A GENTLEMAN of excellent breeding, of admirable discourse, of great admittance; authentic in place and person, generally allowed for many war-like, court-like, and learned preparations.'
We propose, in the present paper, to present to our readers some account of the institution of Chivalry, and of the times that produced it. The theme may to some appear trite. To us it is not so; and we trust, before we have done, to bring others to our mind. In turning to the records of chivalry, we feel, (and we have faith we are not alone,) as if recurring to the pleasant dreams of our youth. Nor do we envy those whose imaginations never kindled, and whose hearts never beat thick, at the recital of the
pageantry, the brilliant daring and gallant exploits, of the old chivalrous times.
The knight so brave and yet so gentle; in the battle-shock a tower of iron ; in lady's bower, swayed, like his morion's plume, by the faintest breath of beauty; the tournament, with its ring of loveliness, and its champions proving in friendly conflict their strength and skill in arms, amid the exhilarating shouts of the multitude, and beneath the glances of bright eyes,' which
“Rain influence and award the prize;'
the knight's adventurous wanderings in quest of opportunity to right the wrong, to spoil the spoiler, to chastise the oppressor, and to throw over innocence and weakness the protecting shield; all this furnishes a picture well fitted to captivate the fancy of our early years. Still farther : the old chivalrous and feudal age, with its sharp contrasts, its strong lights and deep shades, its exaggerated strain of sentiment and feeling, and its unsettled, revolutionary state ; how striking a counterpart to the imaginative mind of youth! For has not youth its romantic visions ; its dreams of glory to be achieved, and beauty's smile to be won; its eager wishes and resolves to crusade against cruelly and oppression, and be a right arm of defence to the innocent and weak? Imagination, and Love, and Hope, are the feudal lords of the youthful spirit, and the whole troop of thoughts and passions are their loyalfetainers, prompt to dare, at their behest all deeds of high emprize. The chivalrous spirit, then, instead of having gone long since to its cemetery, yet lives and abides in every
young mind, endowed with any portion of the diviner principle. It does, indeed, indicate an elementary state, where the passions are in conflict both with each other, and with the actual world without, and yet a state full of hope ; for it evinces that the soul's powers are in a healthful ferment and stir, and that its several elements, through collision among themselves, and conflict with the exterior world, are gradually expurging whatever is factitious and false, and tending toward a state of fit subordination and concurrent action. The history of chivalry, then, is not merely the history of a particular institution of a particular age. The philosopher also sees in it a type of the tumultuous yet interesting youth of the individual mind, in every age. Leaving it to our readers to verify this suggestion, we proceed at once to the task in hand.
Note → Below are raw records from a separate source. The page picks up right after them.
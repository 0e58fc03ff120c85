use genvn_embed::EmbedError;
use genvn_llm::ChatError;
use genvn_store::StoreError;

#[derive(Debug, thiserror::Error)]
pub enum AssetError {
    #[error("storage error: {0}")]
    Store(#[from] StoreError),

    #[error("embedding error: {0}")]
    Embed(#[from] EmbedError),

    #[error("chat error: {0}")]
    Chat(#[from] ChatError),

    #[error("asset unreadable: {0}")]
    Parse(String),

    #[error("blocking task failed: {0}")]
    Join(String),
}
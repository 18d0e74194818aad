//! Background side - turns `openLinks` messages into unfocused tabs
//!
//! Runs with browser-level privileges: it owns the CDP connection and is the
//! only component allowed to create tabs.

use async_trait::async_trait;
use serde::{Deserialize, Serialize};
use std::sync::Arc;
use std::time::Duration;
use tokio::sync::mpsc;
use tokio::task::JoinHandle;

use crate::cdp::{CDPClient, TargetId};
use crate::dispatch::{DispatchError, InProcessChannel, LinkChannel};
use crate::messages::{ExtensionMessage, OpenLinksRequest};

/// Connection settings for the DevTools endpoint
#[derive(Debug, Clone, Serialize, Deserialize)]
#[serde(default)]
pub struct CdpConfig {
    pub cdp_url: String,
    pub request_timeout_ms: u64,
}

impl Default for CdpConfig {
    fn default() -> Self {
        Self {
            cdp_url: "ws://localhost:9222".to_string(),
            request_timeout_ms: 10_000,
        }
    }
}

/// Creates one non-focused tab
#[async_trait]
pub trait TabOpener: Send + Sync {
    async fn open_background_tab(&self, url: &str) -> Result<TargetId, DispatchError>;
}

/// [`TabOpener`] backed by `Target.createTarget` on a live browser
pub struct CdpTabOpener {
    client: Arc<CDPClient>,
}

impl CdpTabOpener {
    pub fn new(client: Arc<CDPClient>) -> Self {
        Self { client }
    }

    pub async fn connect(config: &CdpConfig) -> Result<Self, DispatchError> {
        let timeout = Duration::from_millis(config.request_timeout_ms);
        let client = CDPClient::connect(&config.cdp_url, timeout).await?;
        Ok(Self::new(client))
    }

    pub fn client(&self) -> &Arc<CDPClient> {
        &self.client
    }
}

#[async_trait]
impl TabOpener for CdpTabOpener {
    async fn open_background_tab(&self, url: &str) -> Result<TargetId, DispatchError> {
        Ok(self.client.create_target(url, true).await?)
    }
}

/// Outcome of handling one message
#[derive(Debug, Default, Clone, PartialEq, Eq)]
pub struct OpenSummary {
    pub opened: Vec<TargetId>,
    pub failed: Vec<String>,
}

pub struct BackgroundHandler<T> {
    opener: T,
}

impl<T: TabOpener> BackgroundHandler<T> {
    pub fn new(opener: T) -> Self {
        Self { opener }
    }

    /// Handle one message. Tabs are opened independently: a failure is
    /// logged and the remaining URLs are still attempted.
    pub async fn handle_message(&self, message: &ExtensionMessage) -> OpenSummary {
        let mut summary = OpenSummary::default();

        let ExtensionMessage::OpenLinks(request) = message else {
            tracing::debug!("Ignoring unhandled message: {:?}", message);
            return summary;
        };

        for url in &request.urls {
            if let Err(e) = url::Url::parse(url) {
                tracing::warn!("Skipping malformed URL {}: {}", url, e);
                summary.failed.push(url.clone());
                continue;
            }

            match self.opener.open_background_tab(url).await {
                Ok(target_id) => {
                    tracing::debug!("Opened {} in background tab {}", url, target_id);
                    summary.opened.push(target_id);
                }
                Err(e) => {
                    tracing::error!("Failed to open background tab for {}: {}", url, e);
                    summary.failed.push(url.clone());
                }
            }
        }

        summary
    }

    /// Handle a raw JSON message; malformed input is logged and dropped
    pub async fn handle_json(&self, raw: &str) -> OpenSummary {
        match serde_json::from_str::<ExtensionMessage>(raw) {
            Ok(message) => self.handle_message(&message).await,
            Err(e) => {
                tracing::warn!("Dropping malformed message: {}", e);
                OpenSummary::default()
            }
        }
    }
}

#[async_trait]
impl<T: TabOpener> LinkChannel for BackgroundHandler<T> {
    async fn send(&self, request: OpenLinksRequest) -> Result<(), DispatchError> {
        self.handle_message(&ExtensionMessage::OpenLinks(request))
            .await;
        Ok(())
    }
}

/// Run `handler` on its own task, fed through the returned channel.
///
/// The task ends once every [`InProcessChannel`] clone is dropped.
pub fn spawn_background_worker<T>(
    handler: BackgroundHandler<T>,
    capacity: usize,
) -> (InProcessChannel, JoinHandle<()>)
where
    T: TabOpener + 'static,
{
    let (tx, mut rx) = mpsc::channel::<OpenLinksRequest>(capacity);

    let task = tokio::spawn(async move {
        while let Some(request) = rx.recv().await {
            let summary = handler
                .handle_message(&ExtensionMessage::OpenLinks(request))
                .await;
            tracing::info!(
                "Background worker opened {} tabs ({} failed)",
                summary.opened.len(),
                summary.failed.len()
            );
        }
        tracing::debug!("Background worker stopped");
    });

    (InProcessChannel::new(tx), task)
}
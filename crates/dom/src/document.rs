//! In-memory page document
//!
//! Arena-backed implementation of [`PageDocument`]. Used as the page model
//! when a document is loaded from CDP data, and as the test double for the
//! selection engine.

use url::Url;

use crate::arena::DomArena;
use crate::error::{DomError, Result};
use crate::page::{OverlayStyle, PageDocument};
use crate::types::{DomNode, DomRect, NodeId, NodeType, SelectionRect, StyleChannel};

/// `id` attribute of the selection overlay element
pub const OVERLAY_ELEMENT_ID: &str = "link-range-selector-box";

#[derive(Debug)]
pub struct Document {
    arena: DomArena,
    base_url: Url,
    body_id: NodeId,
    alerts: Vec<String>,
}

impl Document {
    /// Empty `#document > HTML > BODY` page at `base_url`
    pub fn new(base_url: &str) -> Result<Self> {
        let base_url = Url::parse(base_url)?;
        let mut arena = DomArena::new();
        let root = arena.add_node(DomNode::new(0, 0, NodeType::Document, "#document".into()));
        arena.set_root(root)?;
        let html = arena.append_child(root, DomNode::element("html"))?;
        let body_id = arena.append_child(html, DomNode::element("body"))?;

        Ok(Self {
            arena,
            base_url,
            body_id,
            alerts: Vec::new(),
        })
    }

    /// Wrap an already-built tree; it must contain a `BODY` element
    pub fn from_arena(arena: DomArena, base_url: Url) -> Result<Self> {
        let body_id = arena.find_by_tag("BODY").ok_or(DomError::MissingBody)?;
        Ok(Self {
            arena,
            base_url,
            body_id,
            alerts: Vec::new(),
        })
    }

    pub fn arena(&self) -> &DomArena {
        &self.arena
    }

    pub fn body(&self) -> NodeId {
        self.body_id
    }

    /// Append `node` under `parent`
    pub fn append(&mut self, parent: NodeId, node: DomNode) -> Result<NodeId> {
        self.arena.append_child(parent, node)
    }

    /// Append an `<a href>` with a rendered box to the body
    pub fn add_link(&mut self, href: &str, rect: DomRect) -> Result<NodeId> {
        let link = DomNode::element("a").with_attr("href", href).with_box(rect);
        self.arena.append_child(self.body_id, link)
    }

    /// Move an element (layout changed between queries)
    pub fn set_bounding_box(&mut self, node: NodeId, rect: Option<DomRect>) -> Result<()> {
        self.arena.get_mut(node)?.bounding_box = rect;
        Ok(())
    }

    pub fn cursor(&self) -> Option<&str> {
        self.arena.get(self.body_id).ok()?.style("cursor")
    }

    /// Notices raised through [`PageDocument::alert`], oldest first
    pub fn alerts(&self) -> &[String] {
        &self.alerts
    }

    /// The overlay element, if it is currently attached to the document
    pub fn overlay(&self) -> Option<&DomNode> {
        let id = self.arena.find_by_id(OVERLAY_ELEMENT_ID)?;
        self.arena.get(id).ok()
    }

    fn set_inline(&mut self, node: NodeId, property: &str, value: Option<&str>) {
        match self.arena.get_mut(node) {
            Ok(node) => match value {
                Some(value) if !value.is_empty() => {
                    node.inline_style
                        .insert(property.to_string(), value.to_string());
                }
                _ => {
                    node.inline_style.remove(property);
                }
            },
            Err(e) => tracing::warn!("Cannot set {} on missing node: {}", property, e),
        }
    }
}

impl PageDocument for Document {
    fn query_candidates(&self) -> Vec<NodeId> {
        self.arena.find_in_order(DomNode::is_hyperlink)
    }

    fn bounding_box(&self, node: NodeId) -> Option<DomRect> {
        self.arena.get(node).ok()?.bounding_box
    }

    fn href(&self, node: NodeId) -> Option<&str> {
        self.arena.get(node).ok()?.attr("href")
    }

    fn base_url(&self) -> &Url {
        &self.base_url
    }

    fn style(&self, node: NodeId, channel: StyleChannel) -> Option<String> {
        self.arena
            .get(node)
            .ok()?
            .style(channel.property())
            .map(String::from)
    }

    fn set_style(&mut self, node: NodeId, channel: StyleChannel, value: Option<&str>) {
        self.set_inline(node, channel.property(), value);
    }

    fn create_overlay(&mut self, style: &OverlayStyle) -> Result<NodeId> {
        let mut overlay = DomNode::element("div").with_attr("id", OVERLAY_ELEMENT_ID);
        for (property, value) in [
            ("position", "fixed".to_string()),
            ("border", style.border.clone()),
            ("background-color", style.background_color.clone()),
            ("pointer-events", "none".to_string()),
            ("z-index", style.z_index.to_string()),
            ("display", "none".to_string()),
        ] {
            overlay.inline_style.insert(property.to_string(), value);
        }

        self.arena.append_child(self.body_id, overlay)
    }

    fn show_overlay(&mut self, overlay: NodeId, rect: SelectionRect) {
        for (property, value) in [
            ("left", rect.left),
            ("top", rect.top),
            ("width", rect.width()),
            ("height", rect.height()),
        ] {
            self.set_inline(overlay, property, Some(&format!("{}px", value)));
        }
        self.set_inline(overlay, "display", Some("block"));
        if let Ok(node) = self.arena.get_mut(overlay) {
            node.bounding_box = Some(rect.to_dom_rect());
        }
    }

    fn hide_overlay(&mut self, overlay: NodeId) {
        self.set_inline(overlay, "display", Some("none"));
    }

    fn remove_overlay(&mut self, overlay: NodeId) {
        if let Err(e) = self.arena.detach(overlay) {
            tracing::warn!("Overlay removal failed: {}", e);
        }
    }

    fn set_cursor(&mut self, cursor: Option<&str>) {
        let body = self.body_id;
        self.set_inline(body, "cursor", cursor);
    }

    fn alert(&mut self, message: &str) {
        tracing::warn!("Page alert: {}", message);
        self.alerts.push(message.to_string());
    }
}

#[cfg(test)]
mod tests {
    use super::*;

    #[test]
    fn test_candidates_exclude_non_links() {
        let mut doc = Document::new("https://ex.com/x/y").unwrap();
        let a = doc.add_link("/a", DomRect::new(0.0, 0.0, 10.0, 10.0)).unwrap();
        let body = doc.body();
        doc.append(body, DomNode::element("a")).unwrap();
        doc.append(body, DomNode::element("span").with_attr("href", "/x"))
            .unwrap();
        let area = doc
            .append(body, DomNode::element("area").with_attr("href", "/b"))
            .unwrap();

        assert_eq!(doc.query_candidates(), vec![a, area]);
        assert_eq!(doc.href(a), Some("/a"));
    }

    #[test]
    fn test_style_set_and_unset() {
        let mut doc = Document::new("https://ex.com/").unwrap();
        let a = doc.add_link("/a", DomRect::zero()).unwrap();

        assert_eq!(doc.style(a, StyleChannel::Outline), None);
        doc.set_style(a, StyleChannel::Outline, Some("1px solid red"));
        assert_eq!(
            doc.style(a, StyleChannel::Outline).as_deref(),
            Some("1px solid red")
        );
        doc.set_style(a, StyleChannel::Outline, None);
        assert_eq!(doc.style(a, StyleChannel::Outline), None);
    }

    #[test]
    fn test_overlay_lifecycle() {
        let mut doc = Document::new("https://ex.com/").unwrap();
        let overlay = doc.create_overlay(&OverlayStyle::default()).unwrap();
        assert_eq!(doc.overlay().unwrap().style("display"), Some("none"));
        // Overlay is never a link candidate
        assert!(doc.query_candidates().is_empty());

        let rect = SelectionRect::from_points((30.0, 40.0).into(), (10.0, 10.0).into());
        doc.show_overlay(overlay, rect);
        let node = doc.overlay().unwrap();
        assert_eq!(node.style("display"), Some("block"));
        assert_eq!(node.style("left"), Some("10px"));
        assert_eq!(node.style("height"), Some("30px"));

        doc.hide_overlay(overlay);
        assert_eq!(doc.overlay().unwrap().style("display"), Some("none"));

        doc.remove_overlay(overlay);
        assert!(doc.overlay().is_none());
    }

    #[test]
    fn test_cursor_and_alerts() {
        let mut doc = Document::new("https://ex.com/").unwrap();
        doc.set_cursor(Some("crosshair"));
        assert_eq!(doc.cursor(), Some("crosshair"));
        doc.set_cursor(None);
        assert_eq!(doc.cursor(), None);

        doc.alert("hello");
        assert_eq!(doc.alerts().to_vec(), vec!["hello".to_string()]);
    }

    #[test]
    fn test_from_arena_requires_body() {
        let mut arena = DomArena::new();
        let root = arena.add_node(DomNode::new(0, 0, NodeType::Document, "#document".into()));
        arena.set_root(root).unwrap();
        let url = Url::parse("https://ex.com/").unwrap();

        assert!(matches!(
            Document::from_arena(arena, url),
            Err(DomError::MissingBody)
        ));
    }

    #[test]
    fn test_create_overlay_reports_missing_body() {
        let mut doc = Document::new("https://ex.com/").unwrap();
        doc.arena.clear();

        assert!(matches!(
            doc.create_overlay(&OverlayStyle::default()),
            Err(DomError::NodeNotFound(_))
        ));
    }
}
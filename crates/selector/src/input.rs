//! Input events consumed by the selector

use dom::Point;
use serde::{Deserialize, Serialize};

/// Modifier keys held during a pointer event
#[derive(Debug, Clone, Copy, Default, PartialEq, Eq, Serialize, Deserialize)]
pub struct Modifiers {
    pub alt: bool,
    pub ctrl: bool,
    pub shift: bool,
    pub meta: bool,
}

/// Page events, in viewport coordinates
#[derive(Debug, Clone, PartialEq, Serialize, Deserialize)]
pub enum PageEvent {
    PointerDown { point: Point, modifiers: Modifiers },
    PointerMove { point: Point },
    PointerUp { point: Point },
    KeyDown { key: String },
    VisibilityChange { hidden: bool },
    Unload,
}

impl PageEvent {
    pub fn down(x: f64, y: f64, modifiers: Modifiers) -> Self {
        PageEvent::PointerDown {
            point: Point::new(x, y),
            modifiers,
        }
    }

    pub fn moved(x: f64, y: f64) -> Self {
        PageEvent::PointerMove {
            point: Point::new(x, y),
        }
    }

    pub fn up(x: f64, y: f64) -> Self {
        PageEvent::PointerUp {
            point: Point::new(x, y),
        }
    }

    pub fn key(key: &str) -> Self {
        PageEvent::KeyDown {
            key: key.to_string(),
        }
    }
}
Chivalry was the growth of the Middle or Dark Ages, that vast abyss, which was alike the grave of ancient, and the cradle of modern civilization. This tract of time, stretching from the beginning of the sixth to the close of the sixteenth century, may be well named the fabulous age of the modern world. Athwart its gloom, men are seen to move as trees walking,' and its incidents come like 'certain strange things to our ears.' It was a period characterized by strong individuality; by gigantic virtues and gigantic crimes; by picturesque institutions and fantastic customs; by frequent revolution and incessant change. The steady march of government, the supremacy and equal administration of law, the undisturbed procession of peaceful business and pleasures, which mark our time, were then unknown.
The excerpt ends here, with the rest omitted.